Bloemfontein – Former al-Qaeda captive Yolande Korkie recalled on Monday how devastated she was by the news of her husband's death, but also how relieved she was to know his suffering had
"When I heard of my husband’s passing at the time, I was relieved that his suffering was finally over. It was terrible, but I was relieved," she told News24 during the launch of her book, 558 Days, in Bloemfontein.
"We are trying to move forward, sometimes it is hard, we get stuck in our own tears and longing, but we have moved forward," she said.
Korkie also presented her book as a token of appreciation to Gift of the Giver’s negotiator, Anas al-Hamati.
Speaking at the Grey College Secondary School, where her late husband Pierre Korkie was a teacher and an athletics coach for 24 years, an emotional Korkie described her book as one that would restore hope to many individuals.
Share hope, forgiveness and love
She also saluted her children for their bravery. "It is really important that we share hope, forgiveness and love. People will receive hope and they will be encouraged from reading the book – I wrote the book because South Africans really rallied around all of us, this is a gift to them," she said.
In the book, Korkie recounts what happened to her and her husband from the moment they were kidnapped until her release and then through to Pierre's death.
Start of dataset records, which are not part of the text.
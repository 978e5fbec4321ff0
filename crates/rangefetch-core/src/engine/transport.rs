//! Transport seam - how chunk bytes get off the network
//!
//! The engine only needs two things from a transport: a probe telling it how
//! big a resource is and whether ranges work, and a GET that may carry a
//! `Range` header and streams the body back. `HttpTransport` is the reqwest
//! implementation; anything else (tests, mirrors, caches) can plug in here.

use crate::error::{EngineError, NetworkError};
use async_trait::async_trait;
use bytes::Bytes;
use futures::stream::BoxStream;
use futures::{StreamExt, TryStreamExt};
use rangefetch_types::EngineConfig;
use reqwest::{header, Client, StatusCode};
use tracing::{debug, info, warn};

/// Body of a response, yielded in whatever pieces the transport reads
pub type ByteStream = BoxStream<'static, Result<Bytes, EngineError>>;

/// A byte range to request. `end` is exclusive; `None` means "to the end".
#[derive(Debug, Clone, Copy, PartialEq, Eq)]
pub struct RangeRequest {
    pub start: u64,
    pub end: Option<u64>,
}

impl RangeRequest {
    pub fn new(start: u64, end: Option<u64>) -> Self {
        Self { start, end }
    }

    /// Value for the HTTP `Range` header (inclusive end, as HTTP wants it)
    pub fn header_value(&self) -> String {
        match self.end {
            Some(end) => format!("bytes={}-{}", self.start, end.saturating_sub(1)),
            None => format!("bytes={}-", self.start),
        }
    }

    /// Number of bytes requested, if bounded
    pub fn len(&self) -> Option<u64> {
        self.end.map(|end| end.saturating_sub(self.start))
    }
}

/// Parsed `Content-Range: bytes start-end/total` header
#[derive(Debug, Clone, Copy, PartialEq, Eq)]
pub struct ContentRange {
    pub start: u64,
    /// Last byte, inclusive
    pub end: u64,
    pub total: Option<u64>,
}

impl ContentRange {
    pub fn parse(value: &str) -> Option<Self> {
        let rest = value.trim().strip_prefix("bytes")?.trim_start();
        let (range, total) = rest.split_once('/')?;
        let (start, end) = range.split_once('-')?;
        let total = match total.trim() {
            "*" => None,
            t => Some(t.parse().ok()?),
        };
        Some(Self {
            start: start.trim().parse().ok()?,
            end: end.trim().parse().ok()?,
            total,
        })
    }
}

/// What a probe learned about a resource
#[derive(Debug, Clone, Default, PartialEq, Eq)]
pub struct ResourceInfo {
    pub total_size: Option<u64>,
    pub accepts_ranges: bool,
}

/// Response to a (possibly ranged) GET
pub struct TransportResponse {
    pub status: u16,
    pub content_length: Option<u64>,
    pub content_range: Option<ContentRange>,
    pub body: ByteStream,
}

impl std::fmt::Debug for TransportResponse {
    fn fmt(&self, f: &mut std::fmt::Formatter<'_>) -> std::fmt::Result {
        f.debug_struct("TransportResponse")
            .field("status", &self.status)
            .field("content_length", &self.content_length)
            .field("content_range", &self.content_range)
            .finish_non_exhaustive()
    }
}

/// A range-capable byte source
#[async_trait]
pub trait Transport: Send + Sync {
    /// Discover the resource's size and whether it serves byte ranges
    async fn probe(&self, url: &str) -> Result<ResourceInfo, EngineError>;

    /// Issue a GET, with a `Range` header when `range` is given.
    ///
    /// Any HTTP status is returned as a response; only failures to talk to
    /// the server at all are errors.
    async fn fetch(
        &self,
        url: &str,
        range: Option<RangeRequest>,
    ) -> Result<TransportResponse, EngineError>;
}

/// reqwest-backed transport
#[derive(Debug, Clone)]
pub struct HttpTransport {
    client: Client,
}

impl HttpTransport {
    pub fn new(config: &EngineConfig) -> Result<Self, EngineError> {
        let client = Client::builder()
            .user_agent(config.user_agent.clone())
            .connect_timeout(config.connection_timeout())
            .build()
            .map_err(|e| EngineError::Config(format!("failed to build HTTP client: {}", e)))?;

        Ok(Self { client })
    }

    pub fn with_client(client: Client) -> Self {
        Self { client }
    }

    /// Ask for the first byte only; servers that honour ranges answer 206
    /// with the full size in `Content-Range`.
    async fn probe_with_range_get(&self, url: &str) -> Result<ResourceInfo, EngineError> {
        let response = self
            .client
            .get(url)
            .header(header::RANGE, "bytes=0-0")
            .send()
            .await?;

        let status = response.status();
        debug!("Partial GET probe of {} returned {}", url, status);

        let info = if status == StatusCode::PARTIAL_CONTENT {
            let total_size = header_str(response.headers(), header::CONTENT_RANGE)
                .and_then(ContentRange::parse)
                .and_then(|range| range.total);
            ResourceInfo {
                total_size,
                accepts_ranges: true,
            }
        } else if status.is_success() {
            // Server ignored the range and is sending everything
            ResourceInfo {
                total_size: header_u64(response.headers(), header::CONTENT_LENGTH),
                accepts_ranges: false,
            }
        } else {
            return Err(NetworkError::HttpStatus(status.as_u16()).into());
        };

        Ok(info)
    }
}

#[async_trait]
impl Transport for HttpTransport {
    async fn probe(&self, url: &str) -> Result<ResourceInfo, EngineError> {
        info!("Probing URL: {}", url);

        let response = match self.client.head(url).send().await {
            Ok(response) => response,
            Err(e) => {
                warn!("HEAD request for {} failed ({}), trying partial GET", url, e);
                return self.probe_with_range_get(url).await;
            }
        };

        let status = response.status();
        if !status.is_success() {
            if status.is_server_error() {
                return Err(NetworkError::HttpStatus(status.as_u16()).into());
            }
            // Plenty of servers refuse HEAD but serve GET fine
            debug!("HEAD for {} returned {}, trying partial GET", url, status);
            return self.probe_with_range_get(url).await;
        }

        let accepts_ranges = header_str(response.headers(), header::ACCEPT_RANGES)
            .map(|v| v.eq_ignore_ascii_case("bytes"))
            .unwrap_or(false);
        let total_size = header_u64(response.headers(), header::CONTENT_LENGTH);

        if total_size.is_none() || !accepts_ranges {
            // HEAD is often incomplete behind CDNs; a one-byte GET settles it
            match self.probe_with_range_get(url).await {
                Ok(info) => {
                    return Ok(ResourceInfo {
                        total_size: info.total_size.or(total_size),
                        accepts_ranges: info.accepts_ranges,
                    })
                }
                Err(e) => warn!("Partial GET probe failed: {} - using HEAD result", e),
            }
        }

        Ok(ResourceInfo {
            total_size,
            accepts_ranges,
        })
    }

    async fn fetch(
        &self,
        url: &str,
        range: Option<RangeRequest>,
    ) -> Result<TransportResponse, EngineError> {
        let mut request = self.client.get(url);
        if let Some(range) = range {
            let value = range.header_value();
            debug!("Requesting {} with Range: {}", url, value);
            request = request.header(header::RANGE, value);
        }

        let response = request.send().await?;
        let status = response.status().as_u16();
        let content_length = header_u64(response.headers(), header::CONTENT_LENGTH);
        let content_range =
            header_str(response.headers(), header::CONTENT_RANGE).and_then(ContentRange::parse);
        let body = response.bytes_stream().map_err(EngineError::from).boxed();

        Ok(TransportResponse {
            status,
            content_length,
            content_range,
            body,
        })
    }
}

fn header_str(headers: &header::HeaderMap, name: header::HeaderName) -> Option<&str> {
    headers.get(name).and_then(|v| v.to_str().ok())
}

fn header_u64(headers: &header::HeaderMap, name: header::HeaderName) -> Option<u64> {
    header_str(headers, name).and_then(|v| v.trim().parse().ok())
}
She said she mostly wrote the book in the evenings.
"I felt all kinds of different emotions that you can think of while writing the book, and it was an intense process and I realised how confused all the information was up until I started writing, and the Lord brought all the things out," she said.
Korkie and her husband were kidnapped by al-Qaeda militants in Taiz, Yemen, in May 2013.
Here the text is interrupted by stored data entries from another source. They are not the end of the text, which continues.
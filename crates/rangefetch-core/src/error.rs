//! Error types for the download engine

use thiserror::Error;
use uuid::Uuid;

/// Transport-level failures
#[derive(Debug, Clone, PartialEq, Eq, Error)]
pub enum NetworkError {
    #[error("timed out")]
    Timeout,

    #[error("connection failed: {0}")]
    ConnectionFailed(String),

    #[error("HTTP status {0}")]
    HttpStatus(u16),
}

impl From<reqwest::Error> for NetworkError {
    fn from(error: reqwest::Error) -> Self {
        if error.is_timeout() {
            NetworkError::Timeout
        } else if let Some(status) = error.status() {
            NetworkError::HttpStatus(status.as_u16())
        } else {
            NetworkError::ConnectionFailed(error.to_string())
        }
    }
}

/// Errors that can occur in the download engine
#[derive(Debug, Error)]
pub enum EngineError {
    #[error("Invalid request: {0}")]
    Validation(String),

    #[error("Network error: {0}")]
    Network(#[from] NetworkError),

    #[error("Range mismatch: {0}")]
    RangeMismatch(String),

    #[error("Filesystem error: {0}")]
    Filesystem(#[from] std::io::Error),

    #[error("Queue is at capacity ({0} pending)")]
    Capacity(usize),

    #[error("Download not found: {0}")]
    NotFound(Uuid),

    #[error("Invalid operation: {0}")]
    InvalidOperation(String),

    #[error("Engine is shutting down")]
    ShuttingDown,

    #[error("Download was cancelled")]
    Cancelled,

    #[error("Download was paused")]
    Paused,

    #[error("Download aborted by engine shutdown")]
    Aborted,

    #[error("Download did not finish within its time limit")]
    RequestTimeout,

    #[error("Configuration error: {0}")]
    Config(String),

    #[error("Internal error: {0}")]
    Internal(String),
}

impl EngineError {
    /// Check if this error is worth another attempt
    pub fn is_retryable(&self) -> bool {
        match self {
            EngineError::Network(NetworkError::Timeout)
            | EngineError::Network(NetworkError::ConnectionFailed(_)) => true,
            EngineError::Network(NetworkError::HttpStatus(status)) => {
                *status >= 500 || *status == 408 || *status == 429
            }
            _ => false,
        }
    }

    /// Pause, cancel and shutdown surface as errors but are not failures
    pub fn is_interruption(&self) -> bool {
        matches!(
            self,
            EngineError::Paused | EngineError::Cancelled | EngineError::Aborted
        )
    }
}

impl From<reqwest::Error> for EngineError {
    fn from(error: reqwest::Error) -> Self {
        EngineError::Network(error.into())
    }
}

impl From<serde_json::Error> for EngineError {
    fn from(error: serde_json::Error) -> Self {
        EngineError::Config(error.to_string())
    }
}

impl From<url::ParseError> for EngineError {
    fn from(error: url::ParseError) -> Self {
        EngineError::Validation(format!("invalid URL: {}", error))
    }
}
She was released eight months later and returned to South Africa as the Gift of the Givers continued to negotiate for her husband's release.
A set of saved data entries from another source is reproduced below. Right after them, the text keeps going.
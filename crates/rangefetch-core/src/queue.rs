//! Bounded priority queue of pending download requests
//!
//! Higher priority first; within a priority, lower submission sequence first.
//! `put` waits while the queue is full and `take` waits while it is empty.
//! The lock is held only to push or pop, never across an await.

use crate::error::EngineError;
use parking_lot::Mutex;
use rangefetch_types::DownloadRequest;
use std::cmp::Ordering;
use std::collections::BinaryHeap;
use std::time::Duration;
use tokio::sync::Notify;
use uuid::Uuid;

/// Heap entry ordered so the max is the next request to run
struct Queued(DownloadRequest);

impl PartialEq for Queued {
    fn eq(&self, other: &Self) -> bool {
        self.cmp(other) == Ordering::Equal
    }
}

impl Eq for Queued {}

impl PartialOrd for Queued {
    fn partial_cmp(&self, other: &Self) -> Option<Ordering> {
        Some(self.cmp(other))
    }
}

impl Ord for Queued {
    fn cmp(&self, other: &Self) -> Ordering {
        self.0
            .priority
            .cmp(&other.0.priority)
            .then_with(|| other.0.sequence.cmp(&self.0.sequence))
    }
}

/// Why a non-blocking put did not enqueue
#[derive(Debug)]
pub enum TryPutError {
    Full(DownloadRequest),
    Closed(DownloadRequest),
}

struct Inner {
    heap: BinaryHeap<Queued>,
    closed: bool,
}

pub struct PriorityDownloadQueue {
    inner: Mutex<Inner>,
    capacity: usize,
    not_empty: Notify,
    not_full: Notify,
}

impl PriorityDownloadQueue {
    pub fn new(capacity: usize) -> Self {
        Self {
            inner: Mutex::new(Inner {
                heap: BinaryHeap::new(),
                closed: false,
            }),
            capacity: capacity.max(1),
            not_empty: Notify::new(),
            not_full: Notify::new(),
        }
    }

    pub fn capacity(&self) -> usize {
        self.capacity
    }

    pub fn len(&self) -> usize {
        self.inner.lock().heap.len()
    }

    pub fn is_empty(&self) -> bool {
        self.len() == 0
    }

    pub fn is_closed(&self) -> bool {
        self.inner.lock().closed
    }

    /// Enqueue without waiting
    pub fn try_put(&self, request: DownloadRequest) -> Result<(), TryPutError> {
        {
            let mut inner = self.inner.lock();
            if inner.closed {
                return Err(TryPutError::Closed(request));
            }
            if inner.heap.len() >= self.capacity {
                return Err(TryPutError::Full(request));
            }
            inner.heap.push(Queued(request));
        }
        self.not_empty.notify_one();
        Ok(())
    }

    /// Enqueue, waiting for room while the queue is full
    pub async fn put(&self, mut request: DownloadRequest) -> Result<(), EngineError> {
        loop {
            let notified = self.not_full.notified();
            tokio::pin!(notified);
            notified.as_mut().enable();

            match self.try_put(request) {
                Ok(()) => return Ok(()),
                Err(TryPutError::Closed(_)) => return Err(EngineError::ShuttingDown),
                Err(TryPutError::Full(returned)) => request = returned,
            }

            notified.await;
        }
    }

    /// Dequeue without waiting
    pub fn try_take_now(&self) -> Option<DownloadRequest> {
        let taken = self.inner.lock().heap.pop().map(|q| q.0);
        if taken.is_some() {
            self.not_full.notify_one();
        }
        taken
    }

    /// Dequeue, waiting while the queue is empty.
    ///
    /// Returns `None` once the queue is closed and has nothing left.
    pub async fn take(&self) -> Option<DownloadRequest> {
        loop {
            let notified = self.not_empty.notified();
            tokio::pin!(notified);
            notified.as_mut().enable();

            if let Some(request) = self.try_take_now() {
                return Some(request);
            }
            if self.is_closed() {
                return None;
            }

            notified.await;
        }
    }

    /// Dequeue, giving up after `timeout`
    pub async fn try_take(&self, timeout: Duration) -> Option<DownloadRequest> {
        tokio::time::timeout(timeout, self.take()).await.ok().flatten()
    }

    /// Remove a request that has not been dequeued yet
    pub fn remove(&self, id: Uuid) -> Option<DownloadRequest> {
        let removed = {
            let mut inner = self.inner.lock();
            let mut items = std::mem::take(&mut inner.heap).into_vec();
            let removed = items
                .iter()
                .position(|q| q.0.id == id)
                .map(|pos| items.swap_remove(pos).0);
            inner.heap = BinaryHeap::from(items);
            removed
        };
        if removed.is_some() {
            self.not_full.notify_one();
        }
        removed
    }

    /// Remove everything, in dequeue order
    pub fn drain_all(&self) -> Vec<DownloadRequest> {
        let drained: Vec<DownloadRequest> = {
            let mut inner = self.inner.lock();
            std::mem::take(&mut inner.heap)
                .into_sorted_vec()
                .into_iter()
                .rev()
                .map(|q| q.0)
                .collect()
        };
        self.not_full.notify_waiters();
        drained
    }

    /// Stop accepting requests and wake everyone waiting
    pub fn close(&self) {
        self.inner.lock().closed = true;
        self.not_empty.notify_waiters();
        self.not_full.notify_waiters();
    }
}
However, Pierre and US photographer Luke Somers were killed during an attempt by the US Special Forces to free them from their al-Qaeda captors on December 6, 2014.
Al-Hamati had already secured a deal with al-Qaeda for Pierre’s release at the time of his death. The kidnappers demanded about R32.5m in exchange for his safe return.
Pierre was a teacher in Yemen, while his wife did relief work in hospitals.
Al-Hamati was forced to leave Yemen for his own safety after al-Qaeda accused him of stealing the ransom money.